One of the most rewarding things about both reading and writing is that one informs the other, and by engaging with both we gain a deeper appreciation of how to tell stories through writing. I thought this blog might offer a nice opportunity to spit out some thoughts and observations I've had about the writing process, especially in regards to the all-important fantasy/sci-fi skill of world building.
In this segment, we discuss what's more important to telling a fantasy story: the world, or the plot? And more importantly, how do you find a balance?
How much time do you spend on building your fictional world? When do you just get on with the plot? The answer I've found for myself is that there's no fixed formula. From studying great authors, it appears that it depends on the kind of writer you are. Iain M. Banks seems to concoct what he needs out of his 'Culture' universe just to get what he needs to devise each of his very trenchant plots, with little room for detours. But this is not to say his universe is uninteresting, or arbitrary. Quite the contrary, the Culture is one of the coolest sci-fi worlds you can find, with a ton of depth.

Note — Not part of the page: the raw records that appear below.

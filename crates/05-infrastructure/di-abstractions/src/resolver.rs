//! 组件解析器抽象接口
//!
//! 提供依赖解析和组件实例化的能力

use crate::capability::CapabilityType;
use crate::instance::Instance;
use infrastructure_common::{DependencyError, DependencyResult};
use std::sync::Arc;

/// 依赖解析器 trait
///
/// `Ok(None)` 表示没有找到组件，这是正常结果而不是错误
pub trait DependencyResolver: Send + Sync {
    /// 按 (能力类型, 名称) 解析
    fn resolve_instance_by_name(
        &self,
        capability: CapabilityType,
        name: &str,
    ) -> DependencyResult<Option<Instance>>;

    /// 按能力类型解析，匹配到多个组件时返回歧义错误
    fn resolve_instance_by_type(
        &self,
        capability: CapabilityType,
    ) -> DependencyResult<Option<Instance>>;
}

/// 带类型的解析方法
pub trait DependencyResolverExt: DependencyResolver {
    /// 按能力类型解析，例如 `resolve::<dyn Storage>()`
    fn resolve<I: ?Sized + 'static>(&self) -> DependencyResult<Option<Arc<I>>> {
        Ok(self
            .resolve_instance_by_type(CapabilityType::of::<I>())?
            .and_then(|instance| instance.downcast::<I>()))
    }

    /// 按名称解析，例如 `resolve_by_name::<dyn Storage>("primary")`
    fn resolve_by_name<I: ?Sized + 'static>(&self, name: &str) -> DependencyResult<Option<Arc<I>>> {
        Ok(self
            .resolve_instance_by_name(CapabilityType::of::<I>(), name)?
            .and_then(|instance| instance.downcast::<I>()))
    }
}

impl<T: DependencyResolver + ?Sized> DependencyResolverExt for T {}

/// 解析上下文
///
/// 记录当前解析分支上正在构造的组件，每个分支持有自己的副本，兄弟分支互不可见
#[derive(Debug, Clone, Default)]
pub struct ResolveContext {
    /// 当前解析链，用于检测循环依赖
    resolution_chain: Vec<String>,
    /// 解析选项
    options: ResolveOptions,
}

impl ResolveContext {
    /// 创建新的解析上下文
    pub fn new(options: ResolveOptions) -> Self {
        Self {
            resolution_chain: Vec::new(),
            options,
        }
    }

    /// 进入一个组件，返回包含该组件的新上下文
    ///
    /// 组件已经在解析链上时返回循环依赖错误，路径从第一次出现到重复出现
    pub fn enter(&self, name: &str) -> DependencyResult<Self> {
        if let Some(start) = self.resolution_chain.iter().position(|n| n == name) {
            let mut path = self.resolution_chain[start..].to_vec();
            path.push(name.to_string());
            return Err(DependencyError::CircularDependency { path });
        }

        if self.resolution_chain.len() >= self.options.max_depth {
            let mut path = self.resolution_chain.clone();
            path.push(name.to_string());
            return Err(DependencyError::ResolutionDepthExceeded {
                limit: self.options.max_depth,
                path,
            });
        }

        let mut next = self.clone();
        next.resolution_chain.push(name.to_string());
        Ok(next)
    }

    /// 当前解析链
    pub fn chain(&self) -> &[String] {
        &self.resolution_chain
    }

    /// 当前解析深度
    pub fn depth(&self) -> usize {
        self.resolution_chain.len()
    }
}

/// 解析选项
#[derive(Debug, Clone)]
pub struct ResolveOptions {
    /// 最大递归深度
    pub max_depth: usize,
}

impl Default for ResolveOptions {
    fn default() -> Self {
        Self { max_depth: 100 }
    }
}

But the rigidity and pace with which Banks explores his world assures you that both setting and characters are secondary to his plots (he said as much once in a BBC interview, some time back).
On the other hand, Tolkien is the classic example who focused way more on world-building, to the point where it almost seems like Lord of the Rings is just an excuse to show off his handle on language and mythology. Yet his characters are as iconic as his absurdly in-depth lore.
Plot and worldbuilding. What is one without the other? One thing I noticed is this: Even if you don't totally flesh out all the minutia of your world before you start writing, nothing will help you undo knots in your plot or find inventive ways to make your story unique then stepping back now and then to dredge up some new worldbuilding elements. Certain plot points, or the justification of a new obstacle or threat to your heroes, for instance, can be made organic and plausible by going back to your worldbuilding white board. In other words, don't think of plot and world as opposing things, but complementary aspects of telling your story.